Смотрит на меня, говорит:
– Пойдем.
Не знаю, что делает вражеская цель, но, похоже, тоже говорит своему человеку – пойдем.
Расходимся. Цели разрешают нам пожать друг другу руки, откланяться. Отчаянно соображаю, почему цели не убили нас здесь и сейчас, чего они ждут, чего-чего-чего, или еще помучить хотят, или еще что…

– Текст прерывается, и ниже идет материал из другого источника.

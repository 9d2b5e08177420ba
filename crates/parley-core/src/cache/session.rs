//! Read-through caching decorator for `SessionRepository`.

use std::sync::Arc;

use chrono::{DateTime, Utc};
use parley_types::chat::{ChatSession, SessionFilter, SessionStatus};
use parley_types::error::RepositoryError;
use uuid::Uuid;

use super::backend::CacheBackend;
use super::invalidation::InvalidationTarget;
use super::keys;
use super::layer::CacheLayer;
use super::monitor::CacheOpKind;
use crate::repository::SessionRepository;

/// Caches single sessions and per-user session lists in front of `R`.
///
/// A session's own key is invalidated synchronously after every write, so
/// `get_by_id` always reflects the last committed write. The owner's
/// session list is invalidated through the async queue.
pub struct CachedSessionRepository<R: SessionRepository, C: CacheBackend> {
    inner: R,
    layer: Arc<CacheLayer<C>>,
}

impl<R: SessionRepository, C: CacheBackend> CachedSessionRepository<R, C> {
    pub fn new(inner: R, layer: Arc<CacheLayer<C>>) -> Self {
        Self { inner, layer }
    }

    pub fn inner(&self) -> &R {
        &self.inner
    }

    pub fn layer(&self) -> &Arc<CacheLayer<C>> {
        &self.layer
    }

    async fn owner_of(&self, id: &Uuid) -> Result<Option<String>, RepositoryError> {
        if let Some(session) = self
            .layer
            .read::<ChatSession>(CacheOpKind::SessionGet, &keys::session(id))
            .await
        {
            return Ok(Some(session.user_id));
        }
        Ok(self.inner.get_by_id(id).await?.map(|s| s.user_id))
    }

    async fn after_write(&self, id: &Uuid, user_id: Option<&str>) {
        self.layer.invalidate(&keys::session(id)).await;
        if let Some(user_id) = user_id {
            self.invalidate_user_list(user_id);
        }
    }

    fn invalidate_user_list(&self, user_id: &str) {
        self.layer.invalidate_deferred(
            &keys::user_sessions(user_id),
            InvalidationTarget::UserSessions {
                user_id: user_id.to_string(),
            },
        );
    }
}

impl<R: SessionRepository, C: CacheBackend> SessionRepository for CachedSessionRepository<R, C> {
    async fn create(&self, session: &ChatSession) -> Result<ChatSession, RepositoryError> {
        let created = self.inner.create(session).await?;
        self.after_write(&created.id, Some(&created.user_id)).await;
        Ok(created)
    }

    async fn get_by_id(&self, id: &Uuid) -> Result<Option<ChatSession>, RepositoryError> {
        let key = keys::session(id);
        let ticket = self.layer.begin_read(&key);
        if let Some(session) = self.layer.read(CacheOpKind::SessionGet, &key).await {
            return Ok(Some(session));
        }

        let session = self.inner.get_by_id(id).await?;
        if let Some(session) = &session {
            let ttl = self.layer.config().session_ttl();
            self.layer
                .populate(CacheOpKind::SessionSet, &key, session, ttl, &ticket)
                .await;
        }
        Ok(session)
    }

    async fn update(&self, session: &ChatSession) -> Result<(), RepositoryError> {
        self.inner.update(session).await?;
        self.after_write(&session.id, Some(&session.user_id)).await;
        Ok(())
    }

    async fn update_status(&self, id: &Uuid, status: SessionStatus) -> Result<(), RepositoryError> {
        self.inner.update_status(id, status).await?;
        let owner = self.owner_of(id).await.ok().flatten();
        self.after_write(id, owner.as_deref()).await;
        Ok(())
    }

    async fn update_activity(&self, id: &Uuid, at: DateTime<Utc>) -> Result<(), RepositoryError> {
        self.inner.update_activity(id, at).await?;
        let owner = self.owner_of(id).await.ok().flatten();
        self.after_write(id, owner.as_deref()).await;
        Ok(())
    }

    async fn list_by_user(&self, user_id: &str) -> Result<Vec<ChatSession>, RepositoryError> {
        let key = keys::user_sessions(user_id);
        let ticket = self.layer.begin_read(&key);
        if let Some(sessions) = self.layer.read(CacheOpKind::SessionGet, &key).await {
            return Ok(sessions);
        }

        let sessions = self.inner.list_by_user(user_id).await?;
        let ttl = self.layer.config().user_sessions_ttl();
        self.layer
            .populate(CacheOpKind::SessionSet, &key, &sessions, ttl, &ticket)
            .await;
        Ok(sessions)
    }

    async fn list(&self, filter: &SessionFilter) -> Result<Vec<ChatSession>, RepositoryError> {
        self.inner.list(filter).await
    }
}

Вхожу в покои цели, тут надо что-то говорить, какие-то оправдания, извинения, наскоро сочиняю какую-то неумелую ложь, да я вообще не знал, что это сонник вражеский, да это Кирюха, да мы с ним еще в школу ходили, это когда было-то, сто лет в обед, а тут встретились… Понимаю, что не прокатит, и близко не прокатит, Цель мои мысли лучше меня знает…
Я…
Цель не дает мне договорить, приказывает…
Приказывает…
…вот черт…
Похоже, хмель еще не сошел, да так и есть – не сошел, мерещится мне на пьяную голову невесть что, в жизни бы не подумал…
Переспрашиваю.
Нет.
Никакой ошибки быть не может.
На негнущихся ногах подбираюсь к обиталищу Цели, дрожащими руками беру обиталище, прижимаю к себе – грудь обдает могильным холодом.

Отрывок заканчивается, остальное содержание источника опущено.